### WHAT IS BEING ASKED
From the data below, give the number of lines holding the word "start", with nothing else added.

### Stored records
★ ★ ★
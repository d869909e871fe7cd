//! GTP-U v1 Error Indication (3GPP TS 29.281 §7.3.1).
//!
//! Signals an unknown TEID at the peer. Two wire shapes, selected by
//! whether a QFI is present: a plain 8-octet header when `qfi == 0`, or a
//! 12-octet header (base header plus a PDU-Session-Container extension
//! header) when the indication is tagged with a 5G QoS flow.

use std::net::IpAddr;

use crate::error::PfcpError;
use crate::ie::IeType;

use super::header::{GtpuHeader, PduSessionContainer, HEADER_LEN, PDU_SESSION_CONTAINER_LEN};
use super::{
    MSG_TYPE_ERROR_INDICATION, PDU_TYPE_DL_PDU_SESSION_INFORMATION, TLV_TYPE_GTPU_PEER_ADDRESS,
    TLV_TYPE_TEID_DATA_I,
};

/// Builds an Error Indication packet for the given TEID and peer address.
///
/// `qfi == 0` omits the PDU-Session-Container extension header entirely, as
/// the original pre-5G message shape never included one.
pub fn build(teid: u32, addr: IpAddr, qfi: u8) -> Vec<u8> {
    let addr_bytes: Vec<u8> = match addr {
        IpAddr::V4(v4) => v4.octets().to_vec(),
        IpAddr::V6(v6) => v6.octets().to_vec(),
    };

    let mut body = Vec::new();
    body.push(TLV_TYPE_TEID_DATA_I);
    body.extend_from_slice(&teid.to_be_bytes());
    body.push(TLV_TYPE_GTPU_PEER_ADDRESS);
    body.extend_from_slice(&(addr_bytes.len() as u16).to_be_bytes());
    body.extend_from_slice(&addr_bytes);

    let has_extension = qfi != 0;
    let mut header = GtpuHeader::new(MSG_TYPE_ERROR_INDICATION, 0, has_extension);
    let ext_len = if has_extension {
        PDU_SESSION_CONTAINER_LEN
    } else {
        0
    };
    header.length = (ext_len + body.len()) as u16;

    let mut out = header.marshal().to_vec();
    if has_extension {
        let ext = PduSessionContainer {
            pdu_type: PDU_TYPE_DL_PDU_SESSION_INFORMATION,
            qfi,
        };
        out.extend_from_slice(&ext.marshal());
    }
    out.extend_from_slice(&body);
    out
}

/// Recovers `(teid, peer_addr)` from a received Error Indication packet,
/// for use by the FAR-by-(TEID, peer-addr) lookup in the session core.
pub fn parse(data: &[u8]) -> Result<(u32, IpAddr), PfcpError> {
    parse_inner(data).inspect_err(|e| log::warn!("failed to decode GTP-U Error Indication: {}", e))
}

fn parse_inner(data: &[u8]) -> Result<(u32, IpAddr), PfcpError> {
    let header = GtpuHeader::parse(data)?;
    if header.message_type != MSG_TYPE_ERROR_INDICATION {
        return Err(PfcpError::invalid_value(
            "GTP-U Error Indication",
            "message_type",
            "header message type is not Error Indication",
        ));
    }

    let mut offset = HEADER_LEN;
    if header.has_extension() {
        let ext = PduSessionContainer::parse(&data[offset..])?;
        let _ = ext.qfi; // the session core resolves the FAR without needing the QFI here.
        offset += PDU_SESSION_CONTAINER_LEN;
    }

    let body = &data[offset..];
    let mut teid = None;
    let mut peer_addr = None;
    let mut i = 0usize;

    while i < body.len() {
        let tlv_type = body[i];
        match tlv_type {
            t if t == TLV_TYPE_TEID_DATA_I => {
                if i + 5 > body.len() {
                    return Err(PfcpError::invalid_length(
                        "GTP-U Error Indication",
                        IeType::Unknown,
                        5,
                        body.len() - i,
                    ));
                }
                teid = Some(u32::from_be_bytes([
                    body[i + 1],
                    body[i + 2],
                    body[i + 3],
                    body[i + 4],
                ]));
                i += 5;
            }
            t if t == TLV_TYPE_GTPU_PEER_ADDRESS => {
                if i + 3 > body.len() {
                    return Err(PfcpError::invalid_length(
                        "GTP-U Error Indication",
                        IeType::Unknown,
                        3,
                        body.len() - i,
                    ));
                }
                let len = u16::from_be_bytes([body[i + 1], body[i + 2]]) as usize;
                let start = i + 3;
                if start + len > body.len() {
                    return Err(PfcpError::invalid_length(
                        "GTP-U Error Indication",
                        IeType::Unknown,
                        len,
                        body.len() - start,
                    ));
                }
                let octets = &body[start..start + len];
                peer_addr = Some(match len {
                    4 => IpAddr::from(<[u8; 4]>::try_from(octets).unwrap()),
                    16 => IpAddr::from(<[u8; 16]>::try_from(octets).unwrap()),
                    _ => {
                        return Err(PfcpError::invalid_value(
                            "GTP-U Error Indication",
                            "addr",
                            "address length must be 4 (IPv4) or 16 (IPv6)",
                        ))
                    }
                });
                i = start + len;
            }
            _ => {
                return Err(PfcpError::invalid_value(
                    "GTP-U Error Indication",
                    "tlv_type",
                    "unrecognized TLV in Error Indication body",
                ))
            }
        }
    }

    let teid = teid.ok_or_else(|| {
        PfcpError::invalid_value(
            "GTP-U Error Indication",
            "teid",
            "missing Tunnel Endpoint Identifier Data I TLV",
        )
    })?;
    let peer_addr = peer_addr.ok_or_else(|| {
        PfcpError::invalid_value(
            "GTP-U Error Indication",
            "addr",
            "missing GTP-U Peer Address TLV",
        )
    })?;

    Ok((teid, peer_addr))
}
★ ★ ★
### PROBLEM SOLUTION
5